Work instruction
Your answer should consist solely of the lines from the first line of the data through the line with "then rewrites (or", each reproduced exactly.

Records for the exercise
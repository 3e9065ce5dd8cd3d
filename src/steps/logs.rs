// file: src/steps/logs.rs
// version: 1.0.0
// guid: 4bd30bca-0c36-4ad0-b448-af4db39e02ce

//! Stage 5: log directory

use super::{utils, DeployState, Stage, StageContext};
use crate::error::{DeployError, Result};

/// rwxr-xr-x
pub const LOG_DIR_MODE: u32 = 0o755;

pub struct LogDirectoryStage;

#[async_trait::async_trait]
impl Stage for LogDirectoryStage {
    fn name(&self) -> &str {
        "log-directory"
    }

    fn description(&self) -> &str {
        "Prepare the log directory"
    }

    async fn execute(&self, ctx: &StageContext<'_>, _state: &mut DeployState) -> Result<String> {
        let log_dir = &ctx.deployment.log_dir;
        utils::ensure_directory(log_dir, LOG_DIR_MODE).await?;
        utils::hand_over(ctx, log_dir).await?;
        Ok(format!("Log directory ready at {}", log_dir.display()))
    }

    fn remediation(&self, ctx: &StageContext<'_>, _error: &DeployError) -> String {
        format!(
            "Check that {} is writable by {}",
            ctx.deployment.app_dir.display(),
            ctx.deployment.user
        )
    }
}
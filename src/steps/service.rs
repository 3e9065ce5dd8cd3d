// file: src/steps/service.rs
// version: 1.0.0
// guid: 2eab8144-96dd-4629-90f8-cb1fc9555444

//! Stages 7 and 8: systemd unit install and activation

use super::{utils, DeployState, Precondition, Stage, StageContext};
use crate::context::DeploymentContext;
use crate::error::{DeployError, Result};
use crate::readiness;
use crate::runner::CommandSpec;
use std::io::Write;
use std::time::Duration;
use tracing::{info, warn};

/// rw-r--r-- for the installed unit
pub const UNIT_FILE_MODE: &str = "644";

/// Directives forced to the deployment context inside `[Service]`
const SERVICE_DIRECTIVES: [&str; 3] = ["User", "Group", "WorkingDirectory"];

/// Render a unit template for this host
///
/// Substitutes `{{INSTALL_DIR}}`, `{{VENV_DIR}}`, `{{USER}}` and `{{GROUP}}`,
/// then rewrites (or inserts) `User=`, `Group=` and `WorkingDirectory=` in the
/// `[Service]` section. A hardcoded `WorkingDirectory=` in the template is
/// treated as the old install path and replaced throughout `[Service]`, so
/// `ExecStart=/home/pi/sms-gateway/venv/bin/python` follows the move.
pub fn render_unit(template: &str, ctx: &DeploymentContext) -> String {
    let app_dir = ctx.app_dir.to_string_lossy();
    let venv_dir = ctx.venv_dir.to_string_lossy();

    let substituted = template
        .replace("{{INSTALL_DIR}}", &app_dir)
        .replace("{{VENV_DIR}}", &venv_dir)
        .replace("{{USER}}", &ctx.user)
        .replace("{{GROUP}}", &ctx.group);

    let values = [ctx.user.as_str(), ctx.group.as_str(), &*app_dir];
    let old_root = template_working_dir(&substituted).filter(|old| *old != &*app_dir);
    let mut seen = [false; 3];
    let mut in_service = false;
    let mut out: Vec<String> = Vec::new();

    for line in substituted.lines() {
        let trimmed = line.trim();
        if trimmed.starts_with('[') && trimmed.ends_with(']') {
            if in_service {
                insert_missing(&mut out, &values, &seen);
            }
            in_service = trimmed == "[Service]";
            out.push(line.to_string());
            continue;
        }

        if in_service {
            if let Some((key, _)) = trimmed.split_once('=') {
                if let Some(index) = SERVICE_DIRECTIVES.iter().position(|d| *d == key.trim()) {
                    out.push(format!("{}={}", SERVICE_DIRECTIVES[index], values[index]));
                    seen[index] = true;
                    continue;
                }
            }
            if let Some(old) = old_root {
                out.push(retarget(line, old, &app_dir));
                continue;
            }
        }

        out.push(line.to_string());
    }

    if in_service {
        insert_missing(&mut out, &values, &seen);
    }

    let mut rendered = out.join("\n");
    rendered.push('\n');
    rendered
}

/// `WorkingDirectory=` value of the `[Service]` section, without a trailing slash
fn template_working_dir(unit: &str) -> Option<&str> {
    let mut in_service = false;
    for line in unit.lines() {
        let trimmed = line.trim();
        if trimmed.starts_with('[') && trimmed.ends_with(']') {
            in_service = trimmed == "[Service]";
            continue;
        }
        if !in_service {
            continue;
        }
        if let Some((key, value)) = trimmed.split_once('=') {
            if key.trim() == "WorkingDirectory" {
                // A leading '-' marks the directory as optional in systemd
                let value = value.trim().trim_start_matches('-').trim_end_matches('/');
                return if value.starts_with('/') && value.len() > 1 {
                    Some(value)
                } else {
                    None
                };
            }
        }
    }
    None
}

/// Replace `old` with `new` wherever it appears as a whole path prefix
fn retarget(line: &str, old: &str, new: &str) -> String {
    let mut out = String::with_capacity(line.len());
    let mut rest = line;
    while let Some(pos) = rest.find(old) {
        let after = &rest[pos + old.len()..];
        let boundary = after
            .chars()
            .next()
            .map(|c| c == '/' || c.is_whitespace() || c == '"' || c == '\'' || c == ':')
            .unwrap_or(true);
        out.push_str(&rest[..pos]);
        out.push_str(if boundary { new } else { old });
        rest = after;
    }
    out.push_str(rest);
    out
}

/// Append directives the section lacked, ahead of its trailing blank lines
fn insert_missing(out: &mut Vec<String>, values: &[&str; 3], seen: &[bool; 3]) {
    let mut blank = 0;
    while out.last().map(|l| l.trim().is_empty()).unwrap_or(false) {
        out.pop();
        blank += 1;
    }
    for (index, directive) in SERVICE_DIRECTIVES.iter().enumerate() {
        if !seen[index] {
            out.push(format!("{}={}", directive, values[index]));
        }
    }
    out.extend(std::iter::repeat(String::new()).take(blank));
}

/// Installs the rendered unit and reloads systemd
pub struct ServiceUnitStage;

#[async_trait::async_trait]
impl Stage for ServiceUnitStage {
    fn name(&self) -> &str {
        "service-unit"
    }

    fn description(&self) -> &str {
        "Install the systemd service unit"
    }

    async fn check(&self, ctx: &StageContext<'_>, _state: &DeployState) -> Result<Precondition> {
        let deployment = ctx.deployment;
        if !utils::file_exists(&deployment.unit_template).await {
            warn!(
                "Service descriptor {} not found",
                deployment.unit_template.display()
            );
            return Ok(Precondition::Skip(format!(
                "No {} found; start the API manually: {}",
                ctx.config.service.unit_file_name(),
                deployment.manual_start_command()
            )));
        }
        Ok(Precondition::Proceed)
    }

    async fn execute(&self, ctx: &StageContext<'_>, state: &mut DeployState) -> Result<String> {
        let deployment = ctx.deployment;
        let template = utils::read_file(&deployment.unit_template).await?;
        let rendered = render_unit(&template, deployment);

        let mut staged = tempfile::Builder::new()
            .prefix(&format!("{}-", deployment.service_name))
            .suffix(".service")
            .tempfile()?;
        staged.write_all(rendered.as_bytes())?;
        staged.flush()?;

        info!(
            "Installing {} to {}",
            deployment.unit_template.display(),
            deployment.unit_path.display()
        );
        ctx.runner
            .run_checked(
                &CommandSpec::new("install")
                    .args(["-m", UNIT_FILE_MODE])
                    .path_arg(staged.path())
                    .path_arg(&deployment.unit_path)
                    .privileged(),
            )
            .await?;

        ctx.runner
            .run_checked(&CommandSpec::systemctl(["daemon-reload"]))
            .await?;

        state.unit_installed = true;
        Ok(format!("Installed {}", deployment.unit_path.display()))
    }

    fn remediation(&self, ctx: &StageContext<'_>, _error: &DeployError) -> String {
        format!(
            "Check sudo access and that {} is writable; the API can still be started manually: {}",
            ctx.config.service.unit_dir.display(),
            ctx.deployment.manual_start_command()
        )
    }
}

/// Enables, restarts and probes the service once
pub struct ActivationStage;

impl ActivationStage {
    async fn is_active(ctx: &StageContext<'_>) -> Result<(bool, String)> {
        let output = ctx
            .runner
            .run(&CommandSpec::systemctl([
                "is-active",
                ctx.deployment.service_name.as_str(),
            ]))
            .await?;
        Ok((output.success(), output.stdout.trim().to_string()))
    }
}

#[async_trait::async_trait]
impl Stage for ActivationStage {
    fn name(&self) -> &str {
        "activation"
    }

    fn description(&self) -> &str {
        "Enable and start the service"
    }

    async fn check(&self, _ctx: &StageContext<'_>, state: &DeployState) -> Result<Precondition> {
        if !state.unit_installed {
            return Ok(Precondition::Skip(
                "Service unit not installed; nothing to activate".to_string(),
            ));
        }
        Ok(Precondition::Proceed)
    }

    async fn execute(&self, ctx: &StageContext<'_>, state: &mut DeployState) -> Result<String> {
        let name = ctx.deployment.service_name.as_str();

        ctx.runner
            .run_checked(&CommandSpec::systemctl(["enable", name]))
            .await?;
        ctx.runner
            .run_checked(&CommandSpec::systemctl(["restart", name]))
            .await?;

        let delay = ctx.config.service.activation_delay();
        if delay > Duration::ZERO {
            info!("Waiting {}s for {} to settle", delay.as_secs(), name);
            tokio::time::sleep(delay).await;
        }

        let (active, reported) = Self::is_active(ctx).await?;
        if !active {
            let reported = if reported.is_empty() {
                "unknown".to_string()
            } else {
                reported
            };
            return Err(DeployError::service(format!(
                "{} is not active after restart (state: {})",
                name, reported
            )));
        }

        let status = ctx
            .runner
            .run(&CommandSpec::new("systemctl").args(["status", name, "--no-pager"]))
            .await?;
        state.service_status = Some(status.stdout.trim_end().to_string());

        if let Some(url) = ctx.config.readiness.url() {
            let timeout = Duration::from_secs(ctx.config.readiness.timeout_seconds);
            let report = readiness::probe(url, timeout).await?;
            state.health = Some(report);
            return Ok(format!("Service {} is active and {} is healthy", name, url));
        }

        Ok(format!("Service {} is active", name))
    }

    fn remediation(&self, ctx: &StageContext<'_>, _error: &DeployError) -> String {
        format!(
            "Inspect the service logs: sudo journalctl -u {} -n 50 --no-pager",
            ctx.deployment.service_name
        )
    }
}
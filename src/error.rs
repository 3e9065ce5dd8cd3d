// file: src/error.rs
// version: 1.0.0
// guid: 77ed8e54-0358-418c-b763-6c491ee1a4bf

use thiserror::Error;

/// Result type alias for the application
pub type Result<T> = std::result::Result<T, DeployError>;

/// Error types for the deployment pipeline
#[derive(Error, Debug)]
pub enum DeployError {
    #[error("IO error: {0}")]
    Io(#[from] std::io::Error),

    #[error("Configuration error: {0}")]
    Config(String),

    #[error("Missing prerequisite: {0}")]
    MissingPrerequisite(String),

    #[error("Command '{command}' failed (exit code {exit_code:?}): {stderr}")]
    Process {
        command: String,
        exit_code: Option<i32>,
        stderr: String,
    },

    #[error("Timeout: {0}")]
    Timeout(String),

    #[error("Service error: {0}")]
    Service(String),

    #[error("Readiness check failed: {0}")]
    Readiness(String),

    #[error("TOML error: {0}")]
    Toml(#[from] toml::de::Error),

    #[error("HTTP error: {0}")]
    Http(#[from] reqwest::Error),
}

impl DeployError {
    /// Create a new configuration error
    pub fn config(msg: impl Into<String>) -> Self {
        Self::Config(msg.into())
    }

    /// Create a new missing prerequisite error
    pub fn missing(msg: impl Into<String>) -> Self {
        Self::MissingPrerequisite(msg.into())
    }

    /// Create a new timeout error
    pub fn timeout(msg: impl Into<String>) -> Self {
        Self::Timeout(msg.into())
    }

    /// Create a new service error
    pub fn service(msg: impl Into<String>) -> Self {
        Self::Service(msg.into())
    }

    /// Create a new readiness error
    pub fn readiness(msg: impl Into<String>) -> Self {
        Self::Readiness(msg.into())
    }

    /// Exit code of the failed external command, if this error came from one
    pub fn exit_code(&self) -> Option<i32> {
        match self {
            Self::Process { exit_code, .. } => *exit_code,
            _ => None,
        }
    }
}
// file: src/main.rs
// version: 1.0.0
// guid: c3e7a1d5-2f8b-4d60-a94c-5b0e7f1d3a86

//! gateway-deploy - main entry point

use clap::Parser;
use gateway_deploy::{
    cli::{args::Cli, commands::deploy_command},
    logging::logger,
    pipeline::EXIT_FAILURE,
};
use tokio::signal;
use tracing::{error, warn};

/// Standard exit code for Ctrl+C
const EXIT_INTERRUPTED: i32 = 130;

#[tokio::main]
async fn main() {
    let cli = Cli::parse();

    let logging = if cli.json_logs {
        logger::init_json_logger(cli.verbose, cli.quiet)
    } else {
        logger::init_logger(cli.verbose, cli.quiet)
    };
    if let Err(e) = logging {
        eprintln!("{}", e);
    }

    let code = tokio::select! {
        result = deploy_command(&cli) => match result {
            Ok(code) => code,
            Err(e) => {
                error!("{}", e);
                eprintln!("Error: {}", e);
                EXIT_FAILURE
            }
        },
        _ = signal::ctrl_c() => {
            warn!("Received Ctrl+C, stopping deployment");
            eprintln!("Deployment interrupted; completed stages are left in place");
            EXIT_INTERRUPTED
        }
    };

    std::process::exit(code);
}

Completed exercise
repository 3e9065ce5dd8cd3d
filename src/steps/logs.rs
// file: src/steps/logs.rs
// version: 1.0.0
// guid: 4bd30bca-0c36-4ad0-b448-af4db39e02ce

//! Stage 5: log directory

use super::{utils, DeployState, Stage, StageContext};
use crate::error::{DeployError, Result};

/// rwxr-xr-x
pub const LOG_DIR_MODE: u32 = 0o755;

pub struct LogDirectoryStage;

#[async_trait::async_trait]
impl Stage for LogDirectoryStage {
    fn name(&self) -> &str {
        "log-directory"
    }

    fn description(&self) -> &str {
        "Prepare the log directory"
    }

    async fn execute(&self, ctx: &StageContext<'_>, _state: &mut DeployState) -> Result<String> {
        let log_dir = &ctx.deployment.log_dir;
        utils::ensure_directory(log_dir, LOG_DIR_MODE).await?;
        utils::hand_over(ctx, log_dir).await?;
        Ok(format!("Log directory ready at {}", log_dir.display()))
    }

    fn remediation(&self, ctx: &StageContext<'_>, _error: &DeployError) -> String {
        format!(
            "Check that {} is writable by {}",
            ctx.deployment.app_dir.display(),
            ctx.deployment.user
        )
    }
}
filename src/steps/service.rs
repository 3e9065ce5dd8cd3d
// file: src/steps/service.rs
// version: 1.0.0
// guid: 2eab8144-96dd-4629-90f8-cb1fc9555444

//! Stages 7 and 8: systemd unit install and activation

use super::{utils, DeployState, Precondition, Stage, StageContext};
use crate::context::DeploymentContext;
use crate::error::{DeployError, Result};
use crate::readiness;
use crate::runner::CommandSpec;
use std::io::Write;
use std::time::Duration;
use tracing::{info, warn};

/// rw-r--r-- for the installed unit
pub const UNIT_FILE_MODE: &str = "644";

/// Directives forced to the deployment context inside `[Service]`
const SERVICE_DIRECTIVES: [&str; 3] = ["User", "Group", "WorkingDirectory"];

/// Render a unit template for this host
///
/// Substitutes `{{INSTALL_DIR}}`, `{{VENV_DIR}}`, `{{USER}}` and `{{GROUP}}`,
/// then rewrites (or inserts) `User=`, `Group=` and `WorkingDirectory=` in the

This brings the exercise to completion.